Start of Block

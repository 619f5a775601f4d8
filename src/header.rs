//! lzop container header: parse and serialize.
//!
//! ```text
//! magic(9) version(2) lib_version(2) [version_needed(2)] method(1) [level(1)]
//! flags(4) [filter(4)] mode(4) mtime_low(4) [mtime_high(4)]
//! name_len(1) name(name_len) header_checksum(4)
//! ```
//!
//! Bracketed fields depend on the format revision (see
//! [`crate::format::VERSION_RULES`]) or, for `filter`, on `F_H_FILTER`.  The
//! checksum covers every byte between the magic and the checksum field.

use std::borrow::Cow;
use std::io::{self, Read, Write};
use std::time::SystemTime;

use byteorder::{BigEndian, ReadBytesExt, WriteBytesExt};
use chrono::{DateTime, TimeZone, Utc};
use log::{debug, info};

use crate::error::{LzopError, Result};
use crate::format::{
    ChecksumCounts, ChecksumKind, HeaderLayout, VersionGate, EXTENDED_HEADER_VERSION, F_H_FILTER,
    MAGIC, MIN_VERSION,
};
use crate::io_stream::ChecksumReader;

/// `M_LZO1X_1`, the method lzop writes by default.
pub const DEFAULT_METHOD: u8 = 1;
/// Regular file, rw-r--r--.
pub const DEFAULT_MODE: u32 = 0o100644;

#[derive(Debug, Clone, PartialEq, Eq)]
pub struct Header {
    pub format_version: u16,
    pub library_version: u16,
    pub version_needed: Option<u16>,
    pub method: u8,
    pub level: Option<u8>,
    pub flags: u32,
    pub filter: Option<u32>,
    pub mode: u32,
    pub mod_time: u32,
    pub mod_time_high: Option<u32>,
    pub name: Vec<u8>,
    pub header_checksum: u32,
    /// Optional-field presence this header was parsed (or will be written) with.
    pub layout: HeaderLayout,
}

impl Header {
    /// A header in the layout `format_version` declares, with lzop's usual
    /// defaults for everything else.  `header_checksum` is filled by
    /// [`Header::write`].
    pub fn new(format_version: u16, flags: u32) -> Self {
        let layout = HeaderLayout::resolve(format_version);
        Self {
            format_version,
            library_version: format_version,
            version_needed: layout.version_needed.then_some(EXTENDED_HEADER_VERSION),
            method: DEFAULT_METHOD,
            level: layout.level.then_some(5),
            flags,
            filter: (flags & F_H_FILTER != 0).then_some(0),
            mode: DEFAULT_MODE,
            mod_time: 0,
            mod_time_high: layout.mod_time_high.then_some(0),
            name: Vec::new(),
            header_checksum: 0,
            layout,
        }
    }

    /// Parse a header from a stream positioned at offset 0.
    ///
    /// Reads strictly sequentially and leaves `reader` immediately after the
    /// header checksum.  Fails with a format-class [`LzopError`] when the
    /// bytes are not an acceptable header.
    pub fn read<R: Read>(reader: R, gate: VersionGate) -> Result<Self> {
        let mut r = ChecksumReader::new(reader);

        let mut magic = [0u8; MAGIC.len()];
        if r.read_up_to(&mut magic)? != MAGIC.len() || magic != MAGIC {
            return Err(LzopError::BadMagic);
        }
        r.reset();

        let format_version = r.read_u16::<BigEndian>()?;
        let gating = gate.gating_version(format_version);
        if gating < MIN_VERSION {
            return Err(LzopError::UnsupportedVersion(format_version));
        }
        let layout = HeaderLayout::resolve(gating);
        debug!("format version {format_version:#06x}, gating on {gating:#06x}: {layout:?}");

        let library_version = r.read_u16::<BigEndian>()?;
        let version_needed = if layout.version_needed {
            let needed = r.read_u16::<BigEndian>()?;
            if needed > format_version {
                return Err(LzopError::IncompatibleVersion { needed, format: format_version });
            }
            if needed < MIN_VERSION {
                return Err(LzopError::InvalidVersionNeeded(needed));
            }
            Some(needed)
        } else {
            None
        };

        let method = r.read_u8()?;
        let level = if layout.level { Some(r.read_u8()?) } else { None };

        let flags = r.read_u32::<BigEndian>()?;
        let filter = if flags & F_H_FILTER != 0 { Some(r.read_u32::<BigEndian>()?) } else { None };

        let mode = r.read_u32::<BigEndian>()?;
        let mod_time = r.read_u32::<BigEndian>()?;
        let mod_time_high =
            if layout.mod_time_high { Some(r.read_u32::<BigEndian>()?) } else { None };

        let name_len = r.read_u8()?;
        let mut name = vec![0u8; name_len as usize];
        r.read_exact(&mut name)?;

        let kind = ChecksumKind::for_flags(flags);
        let actual = r.sum(kind);
        let header_checksum = r.read_u32::<BigEndian>()?;
        r.reset();
        if header_checksum != actual {
            return Err(LzopError::HeaderChecksum { expected: header_checksum, actual });
        }
        if method == 0 {
            return Err(LzopError::IncompatibleMethod(method));
        }

        let header = Self {
            format_version,
            library_version,
            version_needed,
            method,
            level,
            flags,
            filter,
            mode,
            mod_time,
            mod_time_high,
            name,
            header_checksum,
            layout,
        };
        info!(
            "lzop header: version {:#06x}, method {}, flags {:#x}, name '{}', {} bytes",
            header.format_version,
            header.method,
            header.flags,
            header.name_lossy(),
            r.consumed()
        );
        Ok(header)
    }

    /// Serialize in `self.layout`, computing the checksum with the algorithm
    /// the flags select.  Returns the checksum written.
    pub fn write<W: Write>(&self, mut writer: W) -> io::Result<u32> {
        let body = self.body_bytes()?;
        let checksum = match self.checksum_kind() {
            ChecksumKind::Crc32 => crc32fast::hash(&body),
            ChecksumKind::Adler32 => adler2::adler32_slice(&body),
        };
        writer.write_all(&MAGIC)?;
        writer.write_all(&body)?;
        writer.write_u32::<BigEndian>(checksum)?;
        Ok(checksum)
    }

    pub fn to_bytes(&self) -> io::Result<Vec<u8>> {
        let mut out = Vec::with_capacity(self.encoded_len());
        self.write(&mut out)?;
        Ok(out)
    }

    fn body_bytes(&self) -> io::Result<Vec<u8>> {
        if self.name.len() > u8::MAX as usize {
            return Err(io::Error::new(
                io::ErrorKind::InvalidInput,
                format!("name is {} bytes, at most 255 fit", self.name.len()),
            ));
        }
        let mut w = Vec::with_capacity(self.encoded_len());
        w.write_u16::<BigEndian>(self.format_version)?;
        w.write_u16::<BigEndian>(self.library_version)?;
        if self.layout.version_needed {
            w.write_u16::<BigEndian>(self.version_needed.unwrap_or(MIN_VERSION))?;
        }
        w.write_u8(self.method)?;
        if self.layout.level {
            w.write_u8(self.level.unwrap_or(0))?;
        }
        w.write_u32::<BigEndian>(self.flags)?;
        if self.flags & F_H_FILTER != 0 {
            w.write_u32::<BigEndian>(self.filter.unwrap_or(0))?;
        }
        w.write_u32::<BigEndian>(self.mode)?;
        w.write_u32::<BigEndian>(self.mod_time)?;
        if self.layout.mod_time_high {
            w.write_u32::<BigEndian>(self.mod_time_high.unwrap_or(0))?;
        }
        w.write_u8(self.name.len() as u8)?;
        w.write_all(&self.name)?;
        Ok(w)
    }

    /// Size of the serialized header, magic and checksum included.  This is
    /// also the offset of the first block.
    pub fn encoded_len(&self) -> usize {
        let opt = |present: bool, len: usize| if present { len } else { 0 };
        MAGIC.len()
            + 2
            + 2
            + opt(self.layout.version_needed, 2)
            + 1
            + opt(self.layout.level, 1)
            + 4
            + opt(self.flags & F_H_FILTER != 0, 4)
            + 4
            + 4
            + opt(self.layout.mod_time_high, 4)
            + 1
            + self.name.len()
            + 4
    }

    pub fn checksum_counts(&self) -> ChecksumCounts {
        ChecksumCounts::from_flags(self.flags)
    }

    pub fn checksum_kind(&self) -> ChecksumKind {
        ChecksumKind::for_flags(self.flags)
    }

    pub fn name_lossy(&self) -> Cow<'_, str> {
        String::from_utf8_lossy(&self.name)
    }

    /// Modification time of the original file.  The epoch when the format
    /// revision gives the stored time no meaning, or it is out of range.
    pub fn modified(&self) -> DateTime<Utc> {
        let epoch = DateTime::<Utc>::from(SystemTime::UNIX_EPOCH);
        if !self.layout.mod_time_defined {
            return epoch;
        }
        let secs = (u64::from(self.mod_time_high.unwrap_or(0)) << 32) | u64::from(self.mod_time);
        i64::try_from(secs)
            .ok()
            .and_then(|s| Utc.timestamp_opt(s, 0).single())
            .unwrap_or(epoch)
    }
}

#[cfg(test)]
mod tests {
    use super::*;
    use crate::format::{F_ADLER32_D, F_CRC32_C, F_H_CRC32, REFERENCE_VERSION};
    use crate::error::ErrorClass;
    use std::io::Cursor;

    fn sample(version: u16, flags: u32) -> Header {
        let mut h = Header::new(version, flags);
        h.name = b"notes.txt".to_vec();
        h.mod_time = 1_700_000_000;
        h
    }

    fn parse(bytes: &[u8], gate: VersionGate) -> Result<Header> {
        Header::read(Cursor::new(bytes), gate)
    }

    #[test]
    fn parses_current_layout() {
        let h = sample(REFERENCE_VERSION, F_ADLER32_D);
        let bytes = h.to_bytes().unwrap();
        assert_eq!(bytes.len(), h.encoded_len());

        let mut cur = Cursor::new(&bytes[..]);
        let parsed = Header::read(&mut cur, VersionGate::Declared).unwrap();
        assert_eq!(cur.position() as usize, bytes.len());
        assert_eq!(parsed.name, b"notes.txt");
        assert_eq!(parsed.version_needed, Some(EXTENDED_HEADER_VERSION));
        assert_eq!(parsed.level, Some(5));
        assert_eq!(parsed.mod_time_high, Some(0));
        assert_eq!(parsed.header_checksum, adler2::adler32_slice(&bytes[9..bytes.len() - 4]));
        assert_eq!(parsed.checksum_counts(), ChecksumCounts { decompressed: 1, compressed: 0 });
        assert_eq!(parsed.modified().timestamp(), 1_700_000_000);
    }

    #[test]
    fn crc32_header_checksum() {
        let h = sample(REFERENCE_VERSION, F_H_CRC32 | F_CRC32_C);
        let bytes = h.to_bytes().unwrap();
        let parsed = parse(&bytes, VersionGate::Declared).unwrap();
        assert_eq!(parsed.header_checksum, crc32fast::hash(&bytes[9..bytes.len() - 4]));
        assert_eq!(parsed.checksum_kind(), ChecksumKind::Crc32);
    }

    #[test]
    fn wrong_algorithm_is_rejected() {
        // Adler-32 value stored but the flags ask for CRC-32.
        let h = sample(REFERENCE_VERSION, F_H_CRC32);
        let mut bytes = h.to_bytes().unwrap();
        let n = bytes.len();
        let adler = adler2::adler32_slice(&bytes[9..n - 4]);
        bytes[n - 4..].copy_from_slice(&adler.to_be_bytes());
        let err = parse(&bytes, VersionGate::Declared).unwrap_err();
        assert!(matches!(err, LzopError::HeaderChecksum { .. }));
    }

    #[test]
    fn bad_magic_in_every_position() {
        let good = sample(REFERENCE_VERSION, 0).to_bytes().unwrap();
        for i in 0..MAGIC.len() {
            let mut bytes = good.clone();
            bytes[i] ^= 0x01;
            let err = parse(&bytes, VersionGate::Declared).unwrap_err();
            assert!(matches!(err, LzopError::BadMagic), "byte {i}");
        }
    }

    #[test]
    fn short_stream_is_bad_magic() {
        assert!(matches!(parse(&[], VersionGate::Declared), Err(LzopError::BadMagic)));
        assert!(matches!(parse(&MAGIC[..4], VersionGate::Declared), Err(LzopError::BadMagic)));
    }

    #[test]
    fn truncated_after_magic_is_io() {
        let good = sample(REFERENCE_VERSION, 0).to_bytes().unwrap();
        let err = parse(&good[..20], VersionGate::Declared).unwrap_err();
        assert_eq!(err.class(), ErrorClass::Io);
    }

    #[test]
    fn checksum_mismatch() {
        let mut bytes = sample(REFERENCE_VERSION, 0).to_bytes().unwrap();
        let n = bytes.len();
        bytes[n - 1] ^= 0xff;
        assert!(matches!(
            parse(&bytes, VersionGate::Declared),
            Err(LzopError::HeaderChecksum { .. })
        ));
    }

    #[test]
    fn method_zero_is_incompatible() {
        let mut h = sample(REFERENCE_VERSION, 0);
        h.method = 0;
        let bytes = h.to_bytes().unwrap();
        assert!(matches!(
            parse(&bytes, VersionGate::Declared),
            Err(LzopError::IncompatibleMethod(0))
        ));
    }

    #[test]
    fn version_needed_bounds() {
        let mut h = sample(REFERENCE_VERSION, 0);
        h.version_needed = Some(REFERENCE_VERSION + 1);
        let err = parse(&h.to_bytes().unwrap(), VersionGate::Declared).unwrap_err();
        assert!(matches!(err, LzopError::IncompatibleVersion { .. }));

        h.version_needed = Some(0x0800);
        let err = parse(&h.to_bytes().unwrap(), VersionGate::Declared).unwrap_err();
        assert!(matches!(err, LzopError::InvalidVersionNeeded(0x0800)));
    }

    #[test]
    fn old_version_rejected_only_when_declared() {
        let mut h = sample(REFERENCE_VERSION, 0);
        h.format_version = 0x0800;
        let bytes = h.to_bytes().unwrap();
        assert!(matches!(
            parse(&bytes, VersionGate::Declared),
            Err(LzopError::UnsupportedVersion(0x0800))
        ));
        // The reference build never rejects here; it then fails on version_needed.
        assert!(matches!(
            parse(&bytes, VersionGate::Reference),
            Err(LzopError::IncompatibleVersion { .. })
        ));
    }

    #[test]
    fn pre_extended_layout_depends_on_gate() {
        let h = sample(0x0930, 0);
        assert!(!h.layout.level);
        let bytes = h.to_bytes().unwrap();

        let parsed = parse(&bytes, VersionGate::Declared).unwrap();
        assert_eq!(parsed.version_needed, None);
        assert_eq!(parsed.level, None);
        assert_eq!(parsed.mod_time_high, None);
        assert_eq!(parsed.name, b"notes.txt");

        // Parsed as the newest layout, the same bytes are misread.
        assert!(parse(&bytes, VersionGate::Reference).is_err());
    }

    #[test]
    fn filter_id_is_consumed() {
        let mut h = sample(REFERENCE_VERSION, F_H_FILTER);
        h.filter = Some(0x0000_0102);
        let bytes = h.to_bytes().unwrap();
        let parsed = parse(&bytes, VersionGate::Declared).unwrap();
        assert_eq!(parsed.filter, Some(0x0102));
        assert_eq!(bytes.len(), h.encoded_len());
    }

    #[test]
    fn high_mod_time_word() {
        let mut h = sample(REFERENCE_VERSION, 0);
        h.mod_time = 5;
        h.mod_time_high = Some(1);
        let parsed = parse(&h.to_bytes().unwrap(), VersionGate::Declared).unwrap();
        assert_eq!(parsed.modified().timestamp(), (1i64 << 32) + 5);
    }

    #[test]
    fn undefined_mod_time_is_epoch() {
        let mut h = sample(REFERENCE_VERSION, 0);
        h.layout.mod_time_defined = false;
        assert_eq!(h.modified().timestamp(), 0);
    }

    #[test]
    fn oversized_name_refused_on_write() {
        let mut h = sample(REFERENCE_VERSION, 0);
        h.name = vec![b'x'; 256];
        assert!(h.to_bytes().is_err());
    }
}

End of Block

**Task**
Return, line for line and unchanged, the data from its first line through the line containing "with lzop's usual".

**Your response**
repository 619f5a775601f4d8
filename src/header.rs
//! lzop container header: parse and serialize.
//!
//! ```text
//! magic(9) version(2) lib_version(2) [version_needed(2)] method(1) [level(1)]
//! flags(4) [filter(4)] mode(4) mtime_low(4) [mtime_high(4)]
//! name_len(1) name(name_len) header_checksum(4)
//! ```
//!
//! Bracketed fields depend on the format revision (see
//! [`crate::format::VERSION_RULES`]) or, for `filter`, on `F_H_FILTER`.  The
//! checksum covers every byte between the magic and the checksum field.

use std::borrow::Cow;
use std::io::{self, Read, Write};
use std::time::SystemTime;

use byteorder::{BigEndian, ReadBytesExt, WriteBytesExt};
use chrono::{DateTime, TimeZone, Utc};
use log::{debug, info};

use crate::error::{LzopError, Result};
use crate::format::{
    ChecksumCounts, ChecksumKind, HeaderLayout, VersionGate, EXTENDED_HEADER_VERSION, F_H_FILTER,
    MAGIC, MIN_VERSION,
};
use crate::io_stream::ChecksumReader;

/// `M_LZO1X_1`, the method lzop writes by default.
pub const DEFAULT_METHOD: u8 = 1;
/// Regular file, rw-r--r--.
pub const DEFAULT_MODE: u32 = 0o100644;

#[derive(Debug, Clone, PartialEq, Eq)]
pub struct Header {
    pub format_version: u16,
    pub library_version: u16,
    pub version_needed: Option<u16>,
    pub method: u8,
    pub level: Option<u8>,
    pub flags: u32,
    pub filter: Option<u32>,
    pub mode: u32,
    pub mod_time: u32,
    pub mod_time_high: Option<u32>,
    pub name: Vec<u8>,
    pub header_checksum: u32,
    /// Optional-field presence this header was parsed (or will be written) with.
    pub layout: HeaderLayout,
}

impl Header {
    /// A header in the layout `format_version` declares, with lzop's usual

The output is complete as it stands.